以前は、他社からCATIAを購入していましたが、NDESに変えました。正直言うとNDESはCATIA V4関係では技術的に弱い部分もありますが、いろいろなことをNDESには相談しやすいのです。そういうことは大きいと思います。

やはり、年に1回届く請求書を見て取引していることを思い出すより、年に何回も訪問してもらい相談できる関係で取引を実感できるのとは大きな差があります。当社は、書類で契約していてもFace to Faceの付き合いが大きなファクタを占めるのです。

年に何回も訪問してもらえれば、そのときに要望が溜まっていれは、ぶつけられます。

これまで、当社はSpace-E以外にもNDESからいろいろなシステムを導入しています。
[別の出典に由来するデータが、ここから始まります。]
//! Mock storage backend for testing.

use std::sync::Arc;
use std::sync::atomic::{AtomicUsize, Ordering};

use crate::{BenchError, BenchResult};

use super::inmem::InMemoryBackend;
use super::selector::BackendKind;
use super::traits::{ConnectionParams, StorageBackend, WalletStorage};

/// Shared counters observing wallet handles opened by a `MockStorageBackend`.
#[derive(Debug, Clone, Default)]
pub struct StorageProbe {
    opened: Arc<AtomicUsize>,
    closed: Arc<AtomicUsize>,
    close_calls: Arc<AtomicUsize>,
}

impl StorageProbe {
    pub fn opened(&self) -> usize {
        self.opened.load(Ordering::SeqCst)
    }

    /// Handles that transitioned from open to closed.
    pub fn closed(&self) -> usize {
        self.closed.load(Ordering::SeqCst)
    }

    /// Every `close` call, including repeats on an already closed handle.
    pub fn close_calls(&self) -> usize {
        self.close_calls.load(Ordering::SeqCst)
    }

    /// Handles still open.
    pub fn open_handles(&self) -> usize {
        self.opened().saturating_sub(self.closed())
    }
}

/// Mock backend wrapping an in-memory store with failure injection.
#[derive(Debug, Clone)]
pub struct MockStorageBackend {
    kind: BackendKind,
    inner: InMemoryBackend,
    probe: StorageProbe,
    open_fails: bool,
    failing_category: Option<String>,
}

impl MockStorageBackend {
    pub fn new(kind: BackendKind) -> Self {
        MockStorageBackend {
            kind,
            inner: InMemoryBackend::new(),
            probe: StorageProbe::default(),
            open_fails: false,
            failing_category: None,
        }
    }

    /// Make `open` fail with `BackendUnavailable`.
    pub fn open_fails(mut self) -> Self {
        self.open_fails = true;
        self
    }

    /// Make every write to `category` fail.
    pub fn fail_writes_to(mut self, category: impl Into<String>) -> Self {
        self.failing_category = Some(category.into());
        self
    }

    pub fn probe(&self) -> StorageProbe {
        self.probe.clone()
    }
}

impl StorageBackend for MockStorageBackend {
    fn kind(&self) -> BackendKind {
        self.kind
    }

    fn open(&self, params: &ConnectionParams) -> BenchResult<Box<dyn WalletStorage>> {
        if self.open_fails {
            return Err(BenchError::BackendUnavailable("mock storage unreachable".into()));
        }
        let inner = self.inner.open(params)?;
        self.probe.opened.fetch_add(1, Ordering::SeqCst);
        Ok(Box::new(MockWallet {
            kind: self.kind,
            inner,
            probe: self.probe.clone(),
            failing_category: self.failing_category.clone(),
        }))
    }
}

struct MockWallet {
    kind: BackendKind,
    inner: Box<dyn WalletStorage>,
    probe: StorageProbe,
    failing_category: Option<String>,
}

impl MockWallet {
    fn check_write(&self, category: &str) -> BenchResult<()> {
        if self.failing_category.as_deref() == Some(category) {
            return Err(BenchError::Message(format!("mock write to '{category}' failed")));
        }
        Ok(())
    }
}

impl WalletStorage for MockWallet {
    fn kind(&self) -> BackendKind {
        self.kind
    }

    fn name(&self) -> &str {
        self.inner.name()
    }

    fn add(&mut self, category: &str, id: &str, value: &[u8]) -> BenchResult<()> {
        self.check_write(category)?;
        self.inner.add(category, id, value)
    }

    fn get(&self, category: &str, id: &str) -> BenchResult<Option<Vec<u8>>> {
        self.inner.get(category, id)
    }

    fn update(&mut self, category: &str, id: &str, value: &[u8]) -> BenchResult<()> {
        self.check_write(category)?;
        self.inner.update(category, id, value)
    }

    fn delete(&mut self, category: &str, id: &str) -> BenchResult<bool> {
        self.inner.delete(category, id)
    }

    fn count(&self, category: &str) -> BenchResult<usize> {
        self.inner.count(category)
    }

    fn metadata(&self) -> BenchResult<Option<String>> {
        self.inner.metadata()
    }

    fn set_metadata(&mut self, metadata: &str) -> BenchResult<()> {
        self.inner.set_metadata(metadata)
    }

    fn is_open(&self) -> bool {
        self.inner.is_open()
    }

    fn close(&mut self) -> BenchResult<()> {
        self.probe.close_calls.fetch_add(1, Ordering::SeqCst);
        if self.inner.is_open() {
            self.probe.closed.fetch_add(1, Ordering::SeqCst);
        }
        self.inner.close()
    }
}
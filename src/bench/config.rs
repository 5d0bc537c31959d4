use std::collections::BTreeMap;
use std::path::Path;

use serde::{Deserialize, Serialize};

use crate::backend::{BackendKind, BackendSelector, ConnectionParams};
use crate::engine::{Demo, HarnessOptions};
use crate::{BenchError, BenchResult};

pub const DEFAULT_ITERATIONS: u32 = 10;

/// Typed harness configuration, validated before a run starts.
#[derive(Debug, Clone, PartialEq, Eq, Serialize, Deserialize)]
#[serde(default, deny_unknown_fields)]
pub struct HarnessConfig {
    /// Wallet type identifier; unknown values fall back to `default`
    pub backend: String,
    pub iterations: u32,
    pub warmup: u32,
    pub time_issuance: bool,
    pub demos: bool,
    /// Connection parameter overrides keyed by backend kind
    #[serde(skip)]
    pub backends: BTreeMap<String, ConnectionParams>,
}

impl Default for HarnessConfig {
    fn default() -> Self {
        HarnessConfig {
            backend: BackendKind::Default.to_string(),
            iterations: DEFAULT_ITERATIONS,
            warmup: 0,
            time_issuance: false,
            demos: true,
            backends: BTreeMap::new(),
        }
    }
}

#[derive(Debug, Default, Deserialize)]
#[serde(deny_unknown_fields)]
struct ConfigFile {
    #[serde(default)]
    harness: HarnessConfig,
    #[serde(default)]
    backends: BTreeMap<String, ConnectionParams>,
}

impl HarnessConfig {
    /// Parse a TOML document with optional `[harness]` and `[backends.<kind>]` tables.
    pub fn from_toml_str(s: &str) -> BenchResult<Self> {
        let file: ConfigFile =
            toml::from_str(s).map_err(|e| BenchError::Message(format!("invalid config: {e}")))?;
        let mut config = file.harness;
        config.backends = file.backends;
        Ok(config)
    }

    pub fn load(path: &Path) -> BenchResult<Self> {
        let s = std::fs::read_to_string(path).map_err(|e| {
            BenchError::Message(format!("failed to read config {}: {e}", path.display()))
        })?;
        Self::from_toml_str(&s)
    }

    /// Reject values no run can proceed with.
    pub fn validate(&self) -> BenchResult<()> {
        if self.iterations == 0 {
            return Err(BenchError::Message("iterations must be at least 1".into()));
        }
        for name in self.backends.keys() {
            if BackendKind::from_identifier(name).is_none() {
                return Err(BenchError::Message(format!(
                    "[backends.{name}]: unknown backend kind"
                )));
            }
        }
        if BackendKind::from_identifier(&self.backend).is_none() {
            tracing::warn!(backend = %self.backend, "unrecognized wallet type, the run will use `default`");
        }
        Ok(())
    }

    /// Selector carrying the configured connection parameter overrides.
    pub fn selector(&self) -> BenchResult<BackendSelector> {
        let mut selector = BackendSelector::new();
        for (name, params) in &self.backends {
            let kind = BackendKind::from_identifier(name).ok_or_else(|| {
                BenchError::Message(format!("[backends.{name}]: unknown backend kind"))
            })?;
            selector = selector.with_params(kind, params.clone());
        }
        Ok(selector)
    }

    pub fn harness_options(&self) -> HarnessOptions {
        HarnessOptions {
            warmup: self.warmup,
            time_issuance: self.time_issuance,
            demos: if self.demos { Demo::ALL.to_vec() } else { Vec::new() },
            ..HarnessOptions::default()
        }
    }
}

#[cfg(test)]
mod tests {
    use super::*;
    use crate::backend::selector::PARAM_PATH;

    #[test]
    fn test_empty_document_gives_defaults() {
        let config = HarnessConfig::from_toml_str("").unwrap();
        assert_eq!(config, HarnessConfig::default());
        assert!(config.validate().is_ok());
    }

    #[test]
    fn test_full_document() {
        let config = HarnessConfig::from_toml_str(
            r#"
            [harness]
            backend = "enterprise"
            iterations = 25
            warmup = 3
            time_issuance = true
            demos = false

            [backends.enterprise]
            path = "/srv/wallets"
            wallet_name = "perf"
            "#,
        )
        .unwrap();
        assert_eq!(config.backend, "enterprise");
        assert_eq!(config.iterations, 25);
        assert!(config.time_issuance);
        config.validate().unwrap();

        let resolved = config.selector().unwrap().resolve(&config.backend);
        assert_eq!(resolved.kind, BackendKind::Enterprise);
        assert_eq!(resolved.param(PARAM_PATH), Some("/srv/wallets"));
        assert_eq!(resolved.param("wallet_name"), Some("perf"));

        let options = config.harness_options();
        assert_eq!(options.warmup, 3);
        assert!(options.demos.is_empty());
    }

    #[test]
    fn test_zero_iterations_invalid() {
        let config = HarnessConfig {
            iterations: 0,
            ..HarnessConfig::default()
        };
        assert!(config.validate().is_err());
    }

    #[test]
    fn test_unknown_backend_table_invalid() {
        let config = HarnessConfig::from_toml_str("[backends.postgres]\nurl = \"x\"\n").unwrap();
        assert!(config.validate().is_err());
        assert!(config.selector().is_err());
    }

    #[test]
    fn test_unknown_wallet_type_is_not_an_error() {
        let config = HarnessConfig::from_toml_str("[harness]\nbackend = \"typo\"\n").unwrap();
        assert!(config.validate().is_ok());
    }

    #[test]
    fn test_unknown_key_rejected() {
        assert!(HarnessConfig::from_toml_str("[harness]\niteration = 5\n").is_err());
    }

    #[test]
    fn test_load_from_file() {
        let dir = tempfile::tempdir().unwrap();
        let path = dir.path().join("bench.toml");
        std::fs::write(&path, "[harness]\niterations = 7\n").unwrap();
        assert_eq!(HarnessConfig::load(&path).unwrap().iterations, 7);
        assert!(HarnessConfig::load(&dir.path().join("missing.toml")).is_err());
    }
}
これは、NDES側が受け取る姿勢を持っているということです。当社としてもありがたいと思って、お付き合いさせていただいています。

今後の展開

■5軸加工の取り組み

いろいろな可能性にチャレンジして、設備投資もしています。

工作機械があれば、何でも加工できた時代がありまし工作機械があれば、何でも加工できた時代がありましたが、今は工作機械があってもそれを動かすシステムが充実していなければ、加工はできなくなっています。

当社は5軸加工機も導入しているので、事前にシミュレーションして、衝突や削り残しなどを検討できるシステムが必要です。5軸はCADの画面上ではすぐに作成できますが、現場で一緒に加工状態を見て確認していかないと立ち上がりません。

現在は、他社の5軸システムを導入して自動で5軸加工させていますが、いずれは人が介在する時期がきます。人の技量をプラスしなければ、先が見えてくるので、その時期がきたときがNDESの出番です。当社が同時5軸の使い方を確立できて、自動の5軸加工に限界を感じたときNDESに協力してもらえればと思います。

今、5軸加工機は1台ですから、台数を増やすときにNDESの5軸が期待できるシステムになっていてほしいと思っています。それまでに5軸システムを成熟させておいてください。

■システム化へ

当社自体も自動化の時代だと思います。システムに技量を踏まえた時代がくるという話が5軸でありましたが、今、当社がそういう状態なのかもしれません。機械と人との分担があり、システム化の次のステップに進みにくい状況にきていると思います。

ここまで良くやってきたと思いますが、今後どのように進むかが課題です。

■ネットワークライセンス

CATIA のようにSpace-Eもネットワークライセンスにしたいと考えています。

システムのインストールなどはサーバに1回行えばいいので、バージョンアップやパッチが発行されたときに作業が少なくてすみます。パッチは、e-supportのサイトからダウンロードして使用しています。

NDESへ

現場向けに2.5次元の加工に対応したCADシステムを探しています。低価格のパッケージの提案をお願いします。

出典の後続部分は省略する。